How to upholster a bed....aka how I made a new bed (with some help!)

In January I decided it was time for a new mattress.
It turns out that this (seemingly) simple thought was the 'if you give a mouse a cookie' of decorating. Because I figured if I was getting a new mattress I might as well upgrade from a double to a queen, and if I was getting a queen sized mattress, I would need a new frame and then it all snowballed from there.
So I've spent a few months doing bed frame research. I've never really shopped for furniture before so it was a very new experience. In all my research I came to two conclusions. First, that I didn't want a bed with storage under it. This would be a first for me-my beds have always had drawers underneath. Second, I only liked beds that were way way out of my price range.
It turned out I was most drawn to upholstered frames, but the ones that were a bit more modern and simple and less tufted and nailhead-y. Then this amazing diy upholstered bed I had seen, and pinned and admired, made with an Ikea frame so I looked at that again. I sent it to my papa (master carpenter and my go to expert in all things house and furniture) and asked if he thought it would be a plausible thing for me ( aka us) to do, and he said yes.
However I didn't like the frames I was seeing so again I went to my papa and asked if he could make a super simple frame that would be covered entirely in upholstery (except the legs) and again he said yes. So I did a bunch of measurements and he made a frame, and then I did more measurements and went to the fabric store. I got batting and muslin and after much debate I chose a beautiful midnight blue velvet (I feel like no one who knows me is surprised this is what I picked)

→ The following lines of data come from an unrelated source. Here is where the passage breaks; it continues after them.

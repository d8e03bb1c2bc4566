//! FITS frames in the CCDData layout: pixel data in the primary HDU, the mask
//! as an 8-bit image extension named `MASK`. Other extensions (`UNCERT`, WCS
//! tables) are left alone when a frame is updated in place.

use crate::core::combine::{check_shape, mask_from_numeric};
use crate::types::{CcdImage, Mask, MaskError, MaskResult, PixelData, IMAGETYP_KEY};
use fitsio::hdu::{FitsHdu, HduInfo};
use fitsio::images::{ImageDescription, ImageType};
use fitsio::FitsFile;
use ndarray::Array2;
use std::collections::BTreeMap;
use std::path::Path;

/// EXTNAME of the mask extension
pub const MASK_EXTNAME: &str = "MASK";

/// File extensions handled by cfitsio rather than GDAL
pub const FITS_EXTENSIONS: [&str; 3] = ["fits", "fit", "fts"];

/// Keywords cfitsio writes itself
const STRUCTURAL_KEYS: [&str; 7] = ["SIMPLE", "BITPIX", "EXTEND", "BZERO", "BSCALE", "EXTNAME", "END"];

impl From<fitsio::errors::Error> for MaskError {
    fn from(err: fitsio::errors::Error) -> Self {
        MaskError::Fits(err.to_string())
    }
}

pub fn is_fits_path(path: &Path) -> bool {
    path.extension()
        .and_then(|ext| ext.to_str())
        .map(|ext| FITS_EXTENSIONS.iter().any(|known| known.eq_ignore_ascii_case(ext)))
        .unwrap_or(false)
}

fn is_structural_key(key: &str) -> bool {
    let key = key.to_ascii_uppercase();
    key.starts_with("NAXIS") || STRUCTURAL_KEYS.contains(&key.as_str())
}

/// (rows, columns) of a 2-D image HDU
fn image_shape(hdu: &FitsHdu) -> MaskResult<(usize, usize)> {
    match &hdu.info {
        HduInfo::ImageInfo { shape, .. } if shape.len() == 2 => Ok((shape[0], shape[1])),
        HduInfo::ImageInfo { shape, .. } => Err(MaskError::InvalidFormat(format!(
            "Expected a 2-D image, found {} axes",
            shape.len()
        ))),
        _ => Err(MaskError::InvalidFormat(
            "HDU does not hold an image".to_string(),
        )),
    }
}

fn read_pixels(fptr: &mut FitsFile, hdu: &FitsHdu) -> MaskResult<Array2<f32>> {
    let shape = image_shape(hdu)?;
    let pixels: Vec<f32> = hdu.read_image(fptr)?;
    Array2::from_shape_vec(shape, pixels)
        .map_err(|e| MaskError::InvalidFormat(format!("Failed to reshape FITS image: {}", e)))
}

fn mask_hdu(fptr: &mut FitsFile) -> Option<FitsHdu> {
    fptr.hdu(MASK_EXTNAME).ok()
}

fn mask_bytes(mask: &Mask) -> Vec<u8> {
    mask.iter().map(|&flagged| u8::from(flagged)).collect()
}

fn write_mask(fptr: &mut FitsFile, mask: &Mask) -> MaskResult<()> {
    let hdu = match mask_hdu(fptr) {
        Some(hdu) => {
            check_shape(mask.dim(), image_shape(&hdu)?)?;
            hdu
        }
        None => {
            let (height, width) = mask.dim();
            let description = ImageDescription {
                data_type: ImageType::UnsignedByte,
                dimensions: &[height, width],
            };
            fptr.create_image(MASK_EXTNAME.to_string(), &description)?
        }
    };
    hdu.write_image(fptr, &mask_bytes(mask))?;
    Ok(())
}

/// Primary HDU pixels, used for static masks
pub fn read_primary(path: &Path) -> MaskResult<Array2<f32>> {
    let mut fptr = FitsFile::open(path)?;
    let hdu = fptr.primary_hdu()?;
    read_pixels(&mut fptr, &hdu)
}

/// IMAGETYP card of the primary header, if present
pub fn read_imagetyp(path: &Path) -> MaskResult<Option<String>> {
    let mut fptr = FitsFile::open(path)?;
    let hdu = fptr.primary_hdu()?;
    Ok(hdu.read_key::<String>(&mut fptr, IMAGETYP_KEY).ok())
}

/// Primary data plus the `MASK` extension when the file has one
pub fn read_image(path: &Path, file_name: &str) -> MaskResult<CcdImage> {
    let mut fptr = FitsFile::open(path)?;
    let primary = fptr.primary_hdu()?;
    let data: PixelData = read_pixels(&mut fptr, &primary)?;

    let mut header = BTreeMap::new();
    if let Ok(imagetyp) = primary.read_key::<String>(&mut fptr, IMAGETYP_KEY) {
        header.insert(IMAGETYP_KEY.to_string(), imagetyp);
    }

    let mask = match mask_hdu(&mut fptr) {
        Some(hdu) => {
            let values = read_pixels(&mut fptr, &hdu)?;
            check_shape(data.dim(), values.dim())?;
            Some(mask_from_numeric(&values))
        }
        None => None,
    };
    log::debug!(
        "Read {} {:?} from FITS, mask extension: {}",
        file_name,
        data.dim(),
        mask.is_some()
    );

    Ok(CcdImage {
        file_name: file_name.to_string(),
        data,
        mask,
        header,
    })
}

/// Write a new file. `path` must not exist.
pub fn create_image(image: &CcdImage, path: &Path) -> MaskResult<()> {
    let (height, width) = image.shape();
    let description = ImageDescription {
        data_type: ImageType::Float,
        dimensions: &[height, width],
    };
    let mut fptr = FitsFile::create(path)
        .with_custom_primary(&description)
        .open()?;
    let primary = fptr.primary_hdu()?;

    let pixels: Vec<f32> = image.data.iter().copied().collect();
    primary.write_image(&mut fptr, &pixels)?;
    for (key, value) in image.header.iter().filter(|(key, _)| !is_structural_key(key)) {
        primary.write_key(&mut fptr, key, value.as_str())?;
    }

    if let Some(mask) = &image.mask {
        write_mask(&mut fptr, mask)?;
    }
    Ok(())
}

/// Rewrite pixels and mask of an existing file, keeping its header and any
/// other extensions. A file without a `MASK` extension gains one.
pub fn update_image(image: &CcdImage, path: &Path) -> MaskResult<()> {
    let mut fptr = FitsFile::edit(path)?;
    let primary = fptr.primary_hdu()?;
    check_shape(image_shape(&primary)?, image.shape())?;

    let pixels: Vec<f32> = image.data.iter().copied().collect();
    primary.write_image(&mut fptr, &pixels)?;

    if let Some(mask) = &image.mask {
        write_mask(&mut fptr, mask)?;
    }
    Ok(())
}
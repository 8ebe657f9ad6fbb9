// src/main.rs

mod association;
mod config;
mod distance;
mod error;
mod perspective;
mod pipeline;
mod polyfit;
mod report;
mod stripes;
mod tracker;
mod types;

use std::fs;
use std::io::Write;

use anyhow::{bail, Context, Result};
use tracing::{info, warn};

use pipeline::{FrameInput, LaneTrackingPipeline};
use report::road_map;
use types::Config;

fn main() -> Result<()> {
    let mut args = std::env::args().skip(1);
    let Some(frames_path) = args.next() else {
        bail!("usage: lane-tracker <frames.yaml> [config.yaml]");
    };
    let config_path = args.next().unwrap_or_else(|| "config.yaml".to_string());

    let config = Config::load(&config_path)
        .with_context(|| format!("loading configuration from {config_path}"))?;

    tracing_subscriber::fmt()
        .with_env_filter(config.logging.level.as_str())
        .init();

    info!("lane tracker starting");
    info!(
        stripes = config.tracker.stripe_count,
        history = config.tracker.history_depth,
        sense = config.tracker.sense,
        "configuration loaded from {config_path}"
    );

    let contents = fs::read_to_string(&frames_path)
        .with_context(|| format!("reading recorded detections from {frames_path}"))?;
    let frames: Vec<FrameInput> =
        serde_yaml::from_str(&contents).context("parsing recorded detections")?;
    info!(frames = frames.len(), "replaying {frames_path}");

    let mut pipeline = LaneTrackingPipeline::new(&config)?;

    let mut report_file = match &config.output.report_path {
        Some(path) => Some(
            fs::File::create(path).with_context(|| format!("creating report file {path}"))?,
        ),
        None => None,
    };

    for input in &frames {
        let frame = pipeline.process_frame(input);

        match &frame.distances {
            Some(d) => info!(
                frame = frame.frame_index,
                left = format_args!("{:.2}", d.left),
                right = format_args!("{:.2}", d.right),
                "{}",
                road_map(&frame.curves, &frame.styles)
            ),
            None => info!(
                frame = frame.frame_index,
                detected = frame.lines_detected,
                "{}",
                road_map(&frame.curves, &frame.styles)
            ),
        }
        if !frame.lines_detected {
            warn!(frame = frame.frame_index, "no lane markings this frame");
        }

        if let Some(file) = &mut report_file {
            let line = serde_json::to_string(&frame).context("serializing frame report")?;
            writeln!(file, "{line}").context("writing frame report")?;
        }
    }

    info!(frames = pipeline.frames_processed(), "replay finished");
    Ok(())
}
// src/association.rs
//
// Associates raw contour blobs with the per-stripe lines and labels each
// stripe's marking solid or dashed from its blob count. A broken line leaves
// several short paint blobs inside one search window, a solid line leaves
// one long blob.

use crate::types::{LineStyle, LinearLine, Point2, StripeFrame};

/// Per-stripe association result: the union of every associated blob's
/// points, and how many distinct blobs joined each stripe.
#[derive(Debug, Clone)]
pub struct Association {
    pub points: Vec<Vec<Point2>>,
    pub segment_counts: Vec<usize>,
}

fn bounding_box_center(contour: &[Point2]) -> Option<Point2> {
    let first = contour.first()?;
    let (mut min_x, mut max_x) = (first.x, first.x);
    let (mut min_y, mut max_y) = (first.y, first.y);
    for p in &contour[1..] {
        min_x = min_x.min(p.x);
        max_x = max_x.max(p.x);
        min_y = min_y.min(p.y);
        max_y = max_y.max(p.y);
    }
    // Swapped to match the space the lines were fitted in: x from the box's
    // vertical extent, y from the horizontal one.
    Some(Point2::new(
        min_y + (max_y - min_y) / 2.0,
        min_x + (max_x - min_x) / 2.0,
    ))
}

/// Associate each contour with the first stripe line (in stripe order)
/// whose perpendicular distance to the contour's bounding-box center is
/// below `search_width`. Each contour joins at most one stripe.
pub fn associate_contours(
    frame: &StripeFrame<LinearLine>,
    contours: &[Vec<Point2>],
    search_width: f64,
) -> Association {
    let stripe_count = frame.len();
    let mut points: Vec<Vec<Point2>> = vec![Vec::new(); stripe_count];
    let mut segment_counts = vec![0usize; stripe_count];

    for contour in contours {
        let Some(center) = bounding_box_center(contour) else {
            continue;
        };
        for stripe in 0..stripe_count {
            let Some(line) = frame.get(stripe) else {
                continue;
            };
            if line.distance_to(center) < search_width {
                points[stripe].extend_from_slice(contour);
                segment_counts[stripe] += 1;
                break;
            }
        }
    }

    Association {
        points,
        segment_counts,
    }
}

/// Solid/dashed label per stripe from its associated-blob count. More than
/// one disjoint blob means the paint is broken; zero or one means solid.
/// Instantaneous, per-frame; the history window smooths only curves.
pub fn classify_segments(segment_counts: &[usize]) -> Vec<LineStyle> {
    segment_counts
        .iter()
        .map(|&count| {
            if count > 1 {
                LineStyle::Dashed
            } else {
                LineStyle::Solid
            }
        })
        .collect()
}

#[cfg(test)]
mod tests {
    use super::*;

    fn vertical_line(col: f64) -> LinearLine {
        LinearLine::new(0.0, 1.0, -col)
    }

    fn blob(col: f64, row_start: f64, row_end: f64) -> Vec<Point2> {
        vec![
            Point2::new(col, row_start),
            Point2::new(col + 2.0, (row_start + row_end) / 2.0),
            Point2::new(col, row_end),
        ]
    }

    fn two_line_frame() -> StripeFrame<LinearLine> {
        let mut frame = StripeFrame::empty(8);
        frame.set(2, Some(vertical_line(310.0)));
        frame.set(5, Some(vertical_line(890.0)));
        frame
    }

    #[test]
    fn test_blob_joins_nearest_stripe_only() {
        let frame = two_line_frame();
        let contours = vec![blob(312.0, 100.0, 200.0), blob(888.0, 300.0, 700.0)];
        let assoc = associate_contours(&frame, &contours, 40.0);

        assert_eq!(assoc.segment_counts[2], 1);
        assert_eq!(assoc.segment_counts[5], 1);
        assert_eq!(assoc.points[2].len(), 3);
        assert_eq!(assoc.points[5].len(), 3);
        // No other stripe received anything.
        for stripe in [0, 1, 3, 4, 6, 7] {
            assert_eq!(assoc.segment_counts[stripe], 0);
            assert!(assoc.points[stripe].is_empty());
        }
    }

    #[test]
    fn test_far_blob_is_ignored() {
        let frame = two_line_frame();
        let assoc = associate_contours(&frame, &[blob(600.0, 0.0, 50.0)], 40.0);
        assert!(assoc.segment_counts.iter().all(|&c| c == 0));
    }

    #[test]
    fn test_multiple_blobs_accumulate() {
        let frame = two_line_frame();
        let contours = vec![
            blob(310.0, 0.0, 100.0),
            blob(308.0, 250.0, 350.0),
            blob(313.0, 500.0, 600.0),
        ];
        let assoc = associate_contours(&frame, &contours, 40.0);
        assert_eq!(assoc.segment_counts[2], 3);
        assert_eq!(assoc.points[2].len(), 9);
    }

    #[test]
    fn test_classify_segments() {
        let styles = classify_segments(&[0, 1, 2, 5]);
        assert_eq!(
            styles,
            vec![
                LineStyle::Solid,
                LineStyle::Solid,
                LineStyle::Dashed,
                LineStyle::Dashed,
            ]
        );
        assert!(styles[0].is_solid());
        assert!(!styles[2].is_solid());
    }
}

Upholstery day arrived and we disassembled my old bed and brought up the new frame and the headboard. At this point my original plan changed to include a layer of foam on the headboard. Luckily my old double sized foam mattress pad was the perfect size for my new tall queen sized headboard. Using the headboard as a template, we marked the foam to the right size (see charming picture above) and then cut it down with fabric scissors.


Next we covered the foam in a single layer each of batting and muslin, and began stapling them down on the back of the headboard. We started in the middle on each of the four sides and then worked our way out sort of like wrapping a canvas. One of us would hold the fabric tight and the other would staple. I've heard that one of the fancy compressed air staplers are really nice for a project like this (saves the hands from blisters etc) but we were just using a regular hand stapler and it worked fine. We tried to make all the corners pretty neat, but we also figured that everything would be covered by the final layer of the velvet, so we weren't too concerned with the appearance of the back of the headboard, just with making sure the front and edges were uniformly tight and smooth.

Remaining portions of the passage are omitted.